Hacia donde miremos no encontramos acción sin corrupción; a cada paso, en cada vuelta de la esquina, lo que escuchamos, lo que nos dicen, lo que vemos, lo que sabemos… se nos derrite la sustentabilidad de nuestro pueblo, se derrite como los glaciares, al igual que el Jakobshavn, en Groenlandia, nos fragmentamos desmoronándonos a nosotros mismos a un ritmo diez veces mayor que en el siglo pasado. Es desgastante, desalentador para una madre que educa, desinhibir su enojo y frustración sobre el mundo real al que prepara su hijo.

Por una parte, le inculca con precocidad las virtudes, ejes de la calidad como persona?: 1. prudencia. Nos hace conocer y practicar los mejores medios para ser sensatos. 2. justicia. Hace que demos a cada uno lo que le corresponde. 3. fortaleza. Nos da valor para no desfallecer. 4. templanza.

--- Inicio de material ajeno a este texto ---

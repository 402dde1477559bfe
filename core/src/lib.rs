//! Core of the dashboard to-do list.
//!
//! # Overview
//! Holds the list rules (`TodoListService`), the storage seam
//! (`TodoRepository`, with an in-memory implementation), the wire DTOs, and
//! a host-does-IO client for the HTTP API. Nothing here touches the
//! network or the filesystem.
//!
//! # Design
//! - The service is generic over its repository so the server can plug in
//!   SQLite while tests run against `InMemoryTodoRepo`.
//! - Missing ids are no-ops for `complete` and `reorder`.
//! - `DashboardClient` mirrors the server routes 1:1 through `build_*` /
//!   `parse_*` pairs; integration tests catch drift between the two.

pub mod client;
pub mod error;
pub mod http;
pub mod memory;
pub mod repository;
pub mod service;
pub mod types;

pub use client::DashboardClient;
pub use error::{ApiError, ServiceError, StoreError, ValidationBody, ValidationError};
pub use http::{HttpMethod, HttpRequest, HttpResponse};
pub use memory::InMemoryTodoRepo;
pub use repository::{NewTodoItem, TodoRepository};
pub use service::TodoListService;
pub use types::{
    ActionResponse, DateRange, DateRangeInput, ReorderRequest, SaveTodo, ToastType, TodoDraft,
    TodoId, TodoItem, TodoRow,
};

Hace que administremos bien nuestras inclinaciones.

Pero por otra, choca su anhelo frente a la voracidad destructiva de un país fiel a la gran novela televisiva como nuevo catecismo moral de la familia que aparece con inmadura fidelidad en los horarios de vagancia que nos diferencia de cualquier sociedad culta.

Estamos ante un trabajo titánico en el que todos tenemos que esforzarnos por salir de la orfandad de “todo” para que México, encuentre madre.